Task input:
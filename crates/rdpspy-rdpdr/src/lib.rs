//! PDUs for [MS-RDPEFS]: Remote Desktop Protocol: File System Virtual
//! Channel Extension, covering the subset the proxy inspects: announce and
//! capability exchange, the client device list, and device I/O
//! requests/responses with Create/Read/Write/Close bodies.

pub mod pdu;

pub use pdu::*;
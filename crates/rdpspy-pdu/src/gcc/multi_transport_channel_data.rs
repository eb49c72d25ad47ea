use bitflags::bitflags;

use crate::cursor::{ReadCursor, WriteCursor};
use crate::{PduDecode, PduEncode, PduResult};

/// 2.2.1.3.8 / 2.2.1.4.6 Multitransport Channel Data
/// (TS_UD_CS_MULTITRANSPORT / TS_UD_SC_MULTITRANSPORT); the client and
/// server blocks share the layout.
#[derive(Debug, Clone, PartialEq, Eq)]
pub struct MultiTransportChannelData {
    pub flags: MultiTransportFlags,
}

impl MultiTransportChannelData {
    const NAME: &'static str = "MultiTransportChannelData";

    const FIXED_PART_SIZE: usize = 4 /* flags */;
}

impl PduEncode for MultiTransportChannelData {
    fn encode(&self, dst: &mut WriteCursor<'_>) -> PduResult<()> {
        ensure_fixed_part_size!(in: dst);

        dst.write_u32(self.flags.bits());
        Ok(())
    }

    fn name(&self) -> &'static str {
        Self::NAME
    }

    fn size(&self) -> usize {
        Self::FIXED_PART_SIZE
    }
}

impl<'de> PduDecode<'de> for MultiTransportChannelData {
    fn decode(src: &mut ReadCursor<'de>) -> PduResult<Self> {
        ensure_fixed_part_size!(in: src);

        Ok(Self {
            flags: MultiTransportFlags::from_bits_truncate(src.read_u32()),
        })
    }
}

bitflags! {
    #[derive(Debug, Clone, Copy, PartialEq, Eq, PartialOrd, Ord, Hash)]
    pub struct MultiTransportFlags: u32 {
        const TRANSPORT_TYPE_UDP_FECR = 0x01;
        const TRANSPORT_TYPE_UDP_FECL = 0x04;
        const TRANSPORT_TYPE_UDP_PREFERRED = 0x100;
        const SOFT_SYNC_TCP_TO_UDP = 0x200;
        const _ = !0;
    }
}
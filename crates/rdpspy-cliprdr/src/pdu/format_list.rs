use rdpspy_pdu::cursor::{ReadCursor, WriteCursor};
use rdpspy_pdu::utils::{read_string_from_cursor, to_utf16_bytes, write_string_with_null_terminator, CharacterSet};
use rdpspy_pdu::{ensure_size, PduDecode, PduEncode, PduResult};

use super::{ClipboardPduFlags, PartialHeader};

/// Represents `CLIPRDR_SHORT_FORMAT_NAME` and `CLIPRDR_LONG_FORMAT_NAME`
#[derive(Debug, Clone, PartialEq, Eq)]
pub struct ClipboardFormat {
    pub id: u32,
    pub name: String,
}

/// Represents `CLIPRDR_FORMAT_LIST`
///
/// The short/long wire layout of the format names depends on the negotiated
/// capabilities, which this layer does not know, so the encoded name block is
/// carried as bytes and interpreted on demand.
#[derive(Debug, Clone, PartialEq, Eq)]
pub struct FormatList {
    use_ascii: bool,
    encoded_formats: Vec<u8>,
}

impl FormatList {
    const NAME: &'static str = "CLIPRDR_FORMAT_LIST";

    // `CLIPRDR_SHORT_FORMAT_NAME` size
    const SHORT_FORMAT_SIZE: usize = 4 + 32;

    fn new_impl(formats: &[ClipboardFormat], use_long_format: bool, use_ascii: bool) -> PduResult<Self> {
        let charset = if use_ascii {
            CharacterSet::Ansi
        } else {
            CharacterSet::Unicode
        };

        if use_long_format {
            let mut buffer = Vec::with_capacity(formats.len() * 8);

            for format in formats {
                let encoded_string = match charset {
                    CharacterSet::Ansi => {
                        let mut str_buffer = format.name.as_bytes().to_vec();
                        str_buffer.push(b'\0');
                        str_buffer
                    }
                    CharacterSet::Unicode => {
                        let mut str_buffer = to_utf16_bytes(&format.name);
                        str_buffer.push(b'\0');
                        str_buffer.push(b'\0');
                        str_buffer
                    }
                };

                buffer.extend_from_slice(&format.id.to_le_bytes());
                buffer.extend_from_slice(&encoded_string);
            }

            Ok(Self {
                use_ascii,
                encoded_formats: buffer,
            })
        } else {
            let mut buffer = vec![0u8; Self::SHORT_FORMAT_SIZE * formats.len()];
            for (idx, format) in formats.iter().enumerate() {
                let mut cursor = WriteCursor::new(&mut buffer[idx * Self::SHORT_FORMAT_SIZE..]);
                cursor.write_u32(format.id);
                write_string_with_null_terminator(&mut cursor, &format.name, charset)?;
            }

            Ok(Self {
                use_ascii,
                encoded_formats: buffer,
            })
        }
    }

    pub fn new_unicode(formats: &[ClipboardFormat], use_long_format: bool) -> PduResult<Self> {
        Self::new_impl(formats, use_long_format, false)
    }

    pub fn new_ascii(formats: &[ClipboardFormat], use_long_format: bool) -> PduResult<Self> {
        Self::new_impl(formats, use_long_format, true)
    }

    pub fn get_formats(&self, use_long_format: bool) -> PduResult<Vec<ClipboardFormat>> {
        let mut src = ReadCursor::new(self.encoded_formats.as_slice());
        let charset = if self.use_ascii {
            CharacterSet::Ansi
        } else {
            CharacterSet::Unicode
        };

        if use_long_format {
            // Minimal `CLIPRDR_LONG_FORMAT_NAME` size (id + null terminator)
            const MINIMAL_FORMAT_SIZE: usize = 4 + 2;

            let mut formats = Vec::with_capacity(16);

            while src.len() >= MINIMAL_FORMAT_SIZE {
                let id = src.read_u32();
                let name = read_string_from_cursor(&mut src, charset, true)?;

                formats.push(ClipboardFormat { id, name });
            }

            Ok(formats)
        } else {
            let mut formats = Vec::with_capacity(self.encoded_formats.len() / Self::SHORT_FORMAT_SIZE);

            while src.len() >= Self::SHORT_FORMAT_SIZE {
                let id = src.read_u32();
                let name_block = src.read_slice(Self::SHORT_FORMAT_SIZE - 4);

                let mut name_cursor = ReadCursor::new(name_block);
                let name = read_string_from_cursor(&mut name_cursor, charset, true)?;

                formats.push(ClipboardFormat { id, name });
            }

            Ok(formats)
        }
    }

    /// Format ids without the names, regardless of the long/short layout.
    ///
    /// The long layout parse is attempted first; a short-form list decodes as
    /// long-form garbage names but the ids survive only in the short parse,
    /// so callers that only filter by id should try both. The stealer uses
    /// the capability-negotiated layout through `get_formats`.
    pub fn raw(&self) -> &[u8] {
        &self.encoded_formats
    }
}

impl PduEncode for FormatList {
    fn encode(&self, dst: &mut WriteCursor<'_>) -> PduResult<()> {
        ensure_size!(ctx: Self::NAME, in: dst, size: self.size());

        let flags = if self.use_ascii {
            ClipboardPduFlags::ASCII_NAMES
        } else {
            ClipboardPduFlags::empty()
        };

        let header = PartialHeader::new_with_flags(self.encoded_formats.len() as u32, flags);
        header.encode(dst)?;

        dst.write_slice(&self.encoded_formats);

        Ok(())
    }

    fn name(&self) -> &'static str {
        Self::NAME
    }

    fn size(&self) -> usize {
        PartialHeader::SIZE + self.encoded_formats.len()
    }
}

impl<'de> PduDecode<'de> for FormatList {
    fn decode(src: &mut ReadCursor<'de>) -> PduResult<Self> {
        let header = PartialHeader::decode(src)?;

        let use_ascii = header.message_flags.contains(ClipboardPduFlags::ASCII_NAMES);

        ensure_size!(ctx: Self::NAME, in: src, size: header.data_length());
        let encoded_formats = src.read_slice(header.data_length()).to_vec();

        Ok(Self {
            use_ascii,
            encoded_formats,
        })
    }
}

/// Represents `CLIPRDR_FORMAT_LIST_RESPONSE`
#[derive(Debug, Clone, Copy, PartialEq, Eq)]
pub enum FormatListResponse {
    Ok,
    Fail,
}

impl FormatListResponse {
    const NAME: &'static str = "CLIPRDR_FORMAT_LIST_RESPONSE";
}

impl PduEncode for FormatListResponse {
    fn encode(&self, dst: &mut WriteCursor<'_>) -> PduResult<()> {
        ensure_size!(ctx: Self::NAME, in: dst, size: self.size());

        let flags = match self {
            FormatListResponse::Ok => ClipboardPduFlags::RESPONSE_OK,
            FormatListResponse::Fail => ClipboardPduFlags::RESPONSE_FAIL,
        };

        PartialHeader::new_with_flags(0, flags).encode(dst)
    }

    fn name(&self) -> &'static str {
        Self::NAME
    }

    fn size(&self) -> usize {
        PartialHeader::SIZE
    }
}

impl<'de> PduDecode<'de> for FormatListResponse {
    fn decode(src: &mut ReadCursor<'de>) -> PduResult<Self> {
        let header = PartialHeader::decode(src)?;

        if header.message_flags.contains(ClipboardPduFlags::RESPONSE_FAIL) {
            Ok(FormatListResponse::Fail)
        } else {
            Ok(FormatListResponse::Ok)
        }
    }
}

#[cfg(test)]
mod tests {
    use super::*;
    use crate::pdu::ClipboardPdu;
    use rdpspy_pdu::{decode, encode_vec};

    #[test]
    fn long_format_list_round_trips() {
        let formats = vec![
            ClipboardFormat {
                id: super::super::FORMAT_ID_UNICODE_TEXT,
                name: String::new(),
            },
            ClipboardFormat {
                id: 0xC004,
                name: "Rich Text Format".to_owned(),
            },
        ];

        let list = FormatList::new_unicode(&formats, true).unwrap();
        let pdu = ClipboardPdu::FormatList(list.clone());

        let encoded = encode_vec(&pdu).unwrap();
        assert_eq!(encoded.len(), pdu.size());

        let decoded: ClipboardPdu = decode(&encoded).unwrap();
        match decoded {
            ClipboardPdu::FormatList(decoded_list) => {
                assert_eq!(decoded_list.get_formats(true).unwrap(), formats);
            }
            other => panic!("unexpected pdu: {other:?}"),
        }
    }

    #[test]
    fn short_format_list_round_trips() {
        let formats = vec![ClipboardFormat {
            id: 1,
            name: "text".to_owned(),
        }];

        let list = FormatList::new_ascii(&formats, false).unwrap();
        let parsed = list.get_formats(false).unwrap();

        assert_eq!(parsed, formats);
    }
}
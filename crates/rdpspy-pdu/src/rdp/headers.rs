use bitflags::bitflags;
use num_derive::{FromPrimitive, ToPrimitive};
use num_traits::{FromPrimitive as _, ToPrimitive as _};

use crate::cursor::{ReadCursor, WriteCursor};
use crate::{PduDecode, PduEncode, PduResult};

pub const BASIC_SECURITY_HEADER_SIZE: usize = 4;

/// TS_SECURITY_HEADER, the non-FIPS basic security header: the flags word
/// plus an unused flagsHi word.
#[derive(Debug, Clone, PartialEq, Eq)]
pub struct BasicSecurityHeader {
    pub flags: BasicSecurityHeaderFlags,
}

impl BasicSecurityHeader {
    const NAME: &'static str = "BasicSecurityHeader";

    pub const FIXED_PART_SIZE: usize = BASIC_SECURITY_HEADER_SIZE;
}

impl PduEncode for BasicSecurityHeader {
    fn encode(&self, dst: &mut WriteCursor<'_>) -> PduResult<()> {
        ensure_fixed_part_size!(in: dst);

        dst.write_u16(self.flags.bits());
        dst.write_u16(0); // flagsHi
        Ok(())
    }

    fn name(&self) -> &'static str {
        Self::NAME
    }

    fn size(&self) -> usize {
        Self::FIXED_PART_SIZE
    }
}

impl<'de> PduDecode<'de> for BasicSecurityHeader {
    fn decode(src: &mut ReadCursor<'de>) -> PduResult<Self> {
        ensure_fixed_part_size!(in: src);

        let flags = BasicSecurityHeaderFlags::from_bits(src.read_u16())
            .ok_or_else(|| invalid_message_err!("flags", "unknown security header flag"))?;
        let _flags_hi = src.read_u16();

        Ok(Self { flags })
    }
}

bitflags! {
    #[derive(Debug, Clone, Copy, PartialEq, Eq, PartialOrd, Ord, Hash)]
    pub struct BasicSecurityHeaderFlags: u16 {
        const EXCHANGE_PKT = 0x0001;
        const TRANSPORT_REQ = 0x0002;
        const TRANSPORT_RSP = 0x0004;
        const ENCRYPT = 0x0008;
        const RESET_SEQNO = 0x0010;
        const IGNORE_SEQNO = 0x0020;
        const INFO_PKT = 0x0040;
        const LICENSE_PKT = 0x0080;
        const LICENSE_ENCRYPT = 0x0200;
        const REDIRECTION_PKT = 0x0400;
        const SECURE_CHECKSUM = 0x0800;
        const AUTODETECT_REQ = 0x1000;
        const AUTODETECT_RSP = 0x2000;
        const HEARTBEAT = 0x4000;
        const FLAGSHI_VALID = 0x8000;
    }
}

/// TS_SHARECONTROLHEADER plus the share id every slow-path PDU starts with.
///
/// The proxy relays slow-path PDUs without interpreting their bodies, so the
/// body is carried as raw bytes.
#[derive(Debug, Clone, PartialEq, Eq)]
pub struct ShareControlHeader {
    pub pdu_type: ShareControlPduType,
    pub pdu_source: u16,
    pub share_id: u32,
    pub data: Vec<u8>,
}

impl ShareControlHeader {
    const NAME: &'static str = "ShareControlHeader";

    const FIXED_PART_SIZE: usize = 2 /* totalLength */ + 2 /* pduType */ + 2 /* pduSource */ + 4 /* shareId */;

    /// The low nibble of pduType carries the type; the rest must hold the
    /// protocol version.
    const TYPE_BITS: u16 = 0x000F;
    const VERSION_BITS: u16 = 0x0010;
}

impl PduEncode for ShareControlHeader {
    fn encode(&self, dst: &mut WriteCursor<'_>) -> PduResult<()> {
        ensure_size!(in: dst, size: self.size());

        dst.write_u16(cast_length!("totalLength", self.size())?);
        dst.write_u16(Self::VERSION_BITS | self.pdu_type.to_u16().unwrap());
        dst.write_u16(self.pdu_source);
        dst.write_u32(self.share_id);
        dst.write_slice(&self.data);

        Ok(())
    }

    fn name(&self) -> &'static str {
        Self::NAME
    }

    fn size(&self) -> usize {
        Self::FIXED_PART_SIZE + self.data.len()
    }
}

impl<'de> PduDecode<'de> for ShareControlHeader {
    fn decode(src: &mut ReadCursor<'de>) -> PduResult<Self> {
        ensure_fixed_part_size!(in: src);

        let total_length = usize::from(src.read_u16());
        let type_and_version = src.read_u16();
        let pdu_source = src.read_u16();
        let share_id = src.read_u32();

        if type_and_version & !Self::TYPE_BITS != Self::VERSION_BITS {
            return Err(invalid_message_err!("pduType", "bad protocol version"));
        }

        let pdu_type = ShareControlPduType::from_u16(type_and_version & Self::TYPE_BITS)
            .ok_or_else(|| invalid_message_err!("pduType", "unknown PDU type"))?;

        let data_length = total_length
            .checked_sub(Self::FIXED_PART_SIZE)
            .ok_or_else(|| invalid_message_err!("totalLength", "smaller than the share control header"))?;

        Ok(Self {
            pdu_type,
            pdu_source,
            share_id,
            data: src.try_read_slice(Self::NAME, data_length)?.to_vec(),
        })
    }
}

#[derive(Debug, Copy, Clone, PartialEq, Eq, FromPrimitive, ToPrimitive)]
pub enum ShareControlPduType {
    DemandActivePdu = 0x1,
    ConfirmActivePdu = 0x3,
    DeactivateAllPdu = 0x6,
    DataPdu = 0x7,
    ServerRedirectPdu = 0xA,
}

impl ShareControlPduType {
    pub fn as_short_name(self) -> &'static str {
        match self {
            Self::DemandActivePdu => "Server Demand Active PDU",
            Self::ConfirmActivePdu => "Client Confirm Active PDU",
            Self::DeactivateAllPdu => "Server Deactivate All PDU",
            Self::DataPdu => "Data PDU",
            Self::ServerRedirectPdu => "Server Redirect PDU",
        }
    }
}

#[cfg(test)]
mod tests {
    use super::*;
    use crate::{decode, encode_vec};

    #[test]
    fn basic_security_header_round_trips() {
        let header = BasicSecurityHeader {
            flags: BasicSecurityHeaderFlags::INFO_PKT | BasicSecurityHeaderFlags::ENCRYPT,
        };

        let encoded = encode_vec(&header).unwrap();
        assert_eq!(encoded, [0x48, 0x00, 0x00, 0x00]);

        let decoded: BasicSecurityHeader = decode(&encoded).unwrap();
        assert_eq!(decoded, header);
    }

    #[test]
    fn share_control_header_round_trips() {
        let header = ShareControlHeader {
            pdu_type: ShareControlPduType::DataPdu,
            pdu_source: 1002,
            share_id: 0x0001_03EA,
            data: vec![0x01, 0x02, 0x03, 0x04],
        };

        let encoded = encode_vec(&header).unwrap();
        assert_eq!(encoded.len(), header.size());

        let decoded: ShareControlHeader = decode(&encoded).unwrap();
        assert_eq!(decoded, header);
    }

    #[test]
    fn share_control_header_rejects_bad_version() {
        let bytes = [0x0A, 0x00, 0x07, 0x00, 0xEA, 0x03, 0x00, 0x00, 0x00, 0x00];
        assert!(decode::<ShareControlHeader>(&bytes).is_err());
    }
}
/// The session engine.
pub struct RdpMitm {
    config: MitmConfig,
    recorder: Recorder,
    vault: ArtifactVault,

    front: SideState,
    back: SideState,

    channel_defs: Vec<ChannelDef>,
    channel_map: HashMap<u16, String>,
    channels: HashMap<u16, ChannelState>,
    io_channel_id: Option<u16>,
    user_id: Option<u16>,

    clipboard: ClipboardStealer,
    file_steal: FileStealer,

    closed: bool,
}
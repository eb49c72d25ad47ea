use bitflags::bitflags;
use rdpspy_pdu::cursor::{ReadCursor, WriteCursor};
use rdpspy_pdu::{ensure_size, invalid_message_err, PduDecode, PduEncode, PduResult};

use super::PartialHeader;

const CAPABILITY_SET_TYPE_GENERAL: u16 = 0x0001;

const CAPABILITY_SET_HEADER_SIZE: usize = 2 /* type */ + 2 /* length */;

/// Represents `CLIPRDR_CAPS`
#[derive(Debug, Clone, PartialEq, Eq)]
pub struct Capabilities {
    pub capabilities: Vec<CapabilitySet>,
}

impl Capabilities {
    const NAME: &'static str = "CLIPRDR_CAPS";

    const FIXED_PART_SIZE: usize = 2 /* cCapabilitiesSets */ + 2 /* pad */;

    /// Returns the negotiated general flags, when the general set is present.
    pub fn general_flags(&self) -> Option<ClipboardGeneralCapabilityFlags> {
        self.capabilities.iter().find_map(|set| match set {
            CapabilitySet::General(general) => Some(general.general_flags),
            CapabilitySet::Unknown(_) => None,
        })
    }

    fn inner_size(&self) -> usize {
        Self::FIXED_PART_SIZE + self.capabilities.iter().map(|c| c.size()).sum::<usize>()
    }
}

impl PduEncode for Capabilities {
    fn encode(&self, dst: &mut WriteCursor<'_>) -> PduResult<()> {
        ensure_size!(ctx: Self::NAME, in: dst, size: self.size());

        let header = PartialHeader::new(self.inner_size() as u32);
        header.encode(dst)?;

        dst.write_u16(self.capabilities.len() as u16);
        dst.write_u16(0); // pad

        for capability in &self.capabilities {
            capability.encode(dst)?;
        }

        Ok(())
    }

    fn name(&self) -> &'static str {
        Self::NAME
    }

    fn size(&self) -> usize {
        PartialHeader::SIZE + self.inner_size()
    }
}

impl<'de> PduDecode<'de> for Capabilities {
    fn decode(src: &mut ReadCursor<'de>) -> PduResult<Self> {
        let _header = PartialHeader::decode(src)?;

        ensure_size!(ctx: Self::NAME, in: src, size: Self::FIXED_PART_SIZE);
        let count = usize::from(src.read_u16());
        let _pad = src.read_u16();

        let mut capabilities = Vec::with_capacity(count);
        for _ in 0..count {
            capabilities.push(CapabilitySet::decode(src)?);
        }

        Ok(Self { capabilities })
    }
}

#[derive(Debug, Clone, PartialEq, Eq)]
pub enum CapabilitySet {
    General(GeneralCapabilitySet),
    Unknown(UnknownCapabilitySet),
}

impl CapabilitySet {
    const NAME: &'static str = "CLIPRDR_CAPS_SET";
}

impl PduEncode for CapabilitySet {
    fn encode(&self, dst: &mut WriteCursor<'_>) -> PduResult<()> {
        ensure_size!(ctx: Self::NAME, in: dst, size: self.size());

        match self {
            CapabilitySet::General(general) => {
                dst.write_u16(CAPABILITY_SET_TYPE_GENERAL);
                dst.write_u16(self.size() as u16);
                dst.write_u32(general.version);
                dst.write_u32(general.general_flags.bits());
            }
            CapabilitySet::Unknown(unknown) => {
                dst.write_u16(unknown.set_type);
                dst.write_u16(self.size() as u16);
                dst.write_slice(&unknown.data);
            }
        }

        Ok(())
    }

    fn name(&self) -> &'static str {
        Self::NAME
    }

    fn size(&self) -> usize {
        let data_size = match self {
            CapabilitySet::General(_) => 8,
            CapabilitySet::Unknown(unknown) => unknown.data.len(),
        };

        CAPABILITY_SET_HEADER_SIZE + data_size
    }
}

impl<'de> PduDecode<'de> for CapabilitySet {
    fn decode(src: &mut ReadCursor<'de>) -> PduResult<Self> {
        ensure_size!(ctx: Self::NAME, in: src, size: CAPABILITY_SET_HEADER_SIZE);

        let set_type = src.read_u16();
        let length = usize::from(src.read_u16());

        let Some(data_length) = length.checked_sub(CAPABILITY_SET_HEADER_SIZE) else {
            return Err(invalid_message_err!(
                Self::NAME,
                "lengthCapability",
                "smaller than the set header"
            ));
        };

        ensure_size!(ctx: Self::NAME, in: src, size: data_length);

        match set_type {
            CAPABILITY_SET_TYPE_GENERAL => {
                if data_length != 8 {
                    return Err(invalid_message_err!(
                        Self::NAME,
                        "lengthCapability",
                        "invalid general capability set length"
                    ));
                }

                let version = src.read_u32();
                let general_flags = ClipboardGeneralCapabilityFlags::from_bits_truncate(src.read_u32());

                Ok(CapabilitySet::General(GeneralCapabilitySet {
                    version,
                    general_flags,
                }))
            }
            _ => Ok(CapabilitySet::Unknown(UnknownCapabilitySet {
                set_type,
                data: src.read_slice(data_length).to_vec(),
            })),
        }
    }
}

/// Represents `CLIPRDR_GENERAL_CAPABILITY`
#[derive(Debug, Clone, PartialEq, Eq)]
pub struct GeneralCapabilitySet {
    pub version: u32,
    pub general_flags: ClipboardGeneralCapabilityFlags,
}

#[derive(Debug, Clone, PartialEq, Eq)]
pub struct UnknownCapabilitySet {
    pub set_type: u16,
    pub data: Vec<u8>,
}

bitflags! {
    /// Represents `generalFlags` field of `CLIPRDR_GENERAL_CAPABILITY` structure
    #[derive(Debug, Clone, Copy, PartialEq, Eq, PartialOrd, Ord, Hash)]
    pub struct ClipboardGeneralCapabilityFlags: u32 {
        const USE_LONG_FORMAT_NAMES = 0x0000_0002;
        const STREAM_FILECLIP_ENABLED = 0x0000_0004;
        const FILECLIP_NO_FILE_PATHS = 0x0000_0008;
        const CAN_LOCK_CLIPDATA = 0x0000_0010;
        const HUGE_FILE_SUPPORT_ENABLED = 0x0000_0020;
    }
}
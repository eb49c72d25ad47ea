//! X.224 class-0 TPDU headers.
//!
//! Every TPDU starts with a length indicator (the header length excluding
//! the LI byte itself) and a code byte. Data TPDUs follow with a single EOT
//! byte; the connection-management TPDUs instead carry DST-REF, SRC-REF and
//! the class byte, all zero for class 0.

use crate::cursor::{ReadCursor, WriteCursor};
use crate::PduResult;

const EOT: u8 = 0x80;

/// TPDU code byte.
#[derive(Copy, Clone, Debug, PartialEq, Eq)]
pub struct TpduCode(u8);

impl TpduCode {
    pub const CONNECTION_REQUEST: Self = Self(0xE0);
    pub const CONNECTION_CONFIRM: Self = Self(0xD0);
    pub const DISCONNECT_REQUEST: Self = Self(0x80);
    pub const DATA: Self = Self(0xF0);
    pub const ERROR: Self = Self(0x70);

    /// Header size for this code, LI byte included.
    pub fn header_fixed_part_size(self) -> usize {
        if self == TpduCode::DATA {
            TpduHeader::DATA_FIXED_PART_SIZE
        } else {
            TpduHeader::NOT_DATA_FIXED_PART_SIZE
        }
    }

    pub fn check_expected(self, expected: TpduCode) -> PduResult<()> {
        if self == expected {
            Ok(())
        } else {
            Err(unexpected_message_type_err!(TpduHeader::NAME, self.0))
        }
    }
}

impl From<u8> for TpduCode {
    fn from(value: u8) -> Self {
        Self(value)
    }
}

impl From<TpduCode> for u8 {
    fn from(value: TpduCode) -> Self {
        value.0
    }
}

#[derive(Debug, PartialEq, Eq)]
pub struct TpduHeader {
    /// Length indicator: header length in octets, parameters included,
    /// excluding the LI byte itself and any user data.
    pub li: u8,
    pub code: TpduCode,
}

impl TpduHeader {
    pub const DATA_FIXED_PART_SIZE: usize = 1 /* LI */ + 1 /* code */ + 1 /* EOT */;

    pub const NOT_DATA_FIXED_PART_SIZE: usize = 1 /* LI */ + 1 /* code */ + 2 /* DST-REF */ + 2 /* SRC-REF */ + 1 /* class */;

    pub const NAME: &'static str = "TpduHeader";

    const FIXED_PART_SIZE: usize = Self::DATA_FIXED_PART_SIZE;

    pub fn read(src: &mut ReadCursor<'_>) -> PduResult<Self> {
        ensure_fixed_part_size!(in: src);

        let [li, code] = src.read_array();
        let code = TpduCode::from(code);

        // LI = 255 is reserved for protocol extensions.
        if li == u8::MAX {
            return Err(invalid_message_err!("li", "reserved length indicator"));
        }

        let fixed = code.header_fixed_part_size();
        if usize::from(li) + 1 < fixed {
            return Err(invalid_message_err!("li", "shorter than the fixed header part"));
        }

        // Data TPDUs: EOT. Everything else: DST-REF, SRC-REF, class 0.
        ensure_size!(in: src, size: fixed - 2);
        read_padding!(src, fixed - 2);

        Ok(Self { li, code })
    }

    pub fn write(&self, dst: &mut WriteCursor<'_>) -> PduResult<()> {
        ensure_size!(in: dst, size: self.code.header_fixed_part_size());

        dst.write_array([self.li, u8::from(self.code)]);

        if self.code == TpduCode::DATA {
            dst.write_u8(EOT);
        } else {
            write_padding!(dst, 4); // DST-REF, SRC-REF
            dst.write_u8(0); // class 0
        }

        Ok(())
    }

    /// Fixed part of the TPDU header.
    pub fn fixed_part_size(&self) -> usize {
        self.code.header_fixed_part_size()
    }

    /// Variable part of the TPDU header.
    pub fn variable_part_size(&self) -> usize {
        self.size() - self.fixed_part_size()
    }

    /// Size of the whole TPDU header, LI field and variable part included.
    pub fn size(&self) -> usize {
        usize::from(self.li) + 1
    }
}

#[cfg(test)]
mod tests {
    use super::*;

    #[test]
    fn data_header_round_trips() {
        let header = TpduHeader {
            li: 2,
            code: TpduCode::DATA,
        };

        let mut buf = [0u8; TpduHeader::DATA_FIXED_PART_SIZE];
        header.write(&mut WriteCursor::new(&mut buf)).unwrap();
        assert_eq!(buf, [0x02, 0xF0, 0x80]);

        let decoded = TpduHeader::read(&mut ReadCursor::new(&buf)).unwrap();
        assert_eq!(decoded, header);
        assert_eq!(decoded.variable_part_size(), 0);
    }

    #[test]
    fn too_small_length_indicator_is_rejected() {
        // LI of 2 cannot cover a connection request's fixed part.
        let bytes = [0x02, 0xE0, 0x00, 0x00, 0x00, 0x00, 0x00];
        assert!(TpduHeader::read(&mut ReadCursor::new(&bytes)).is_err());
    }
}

About this task:
An exact repetition of the material above is required, from its first line through the line holding "share the layout.", with nothing added.

Exercise output:
filename crates/rdpspy-rdpdr/src/lib.rs
//! PDUs for [MS-RDPEFS]: Remote Desktop Protocol: File System Virtual
//! Channel Extension, covering the subset the proxy inspects: announce and
//! capability exchange, the client device list, and device I/O
//! requests/responses with Create/Read/Write/Close bodies.

pub mod pdu;

pub use pdu::*;
filename crates/rdpspy-pdu/src/gcc/multi_transport_channel_data.rs
repository eb49c72d25ad47ea
use bitflags::bitflags;

use crate::cursor::{ReadCursor, WriteCursor};
use crate::{PduDecode, PduEncode, PduResult};

/// 2.2.1.3.8 / 2.2.1.4.6 Multitransport Channel Data
/// (TS_UD_CS_MULTITRANSPORT / TS_UD_SC_MULTITRANSPORT); the client and
/// server blocks share the layout.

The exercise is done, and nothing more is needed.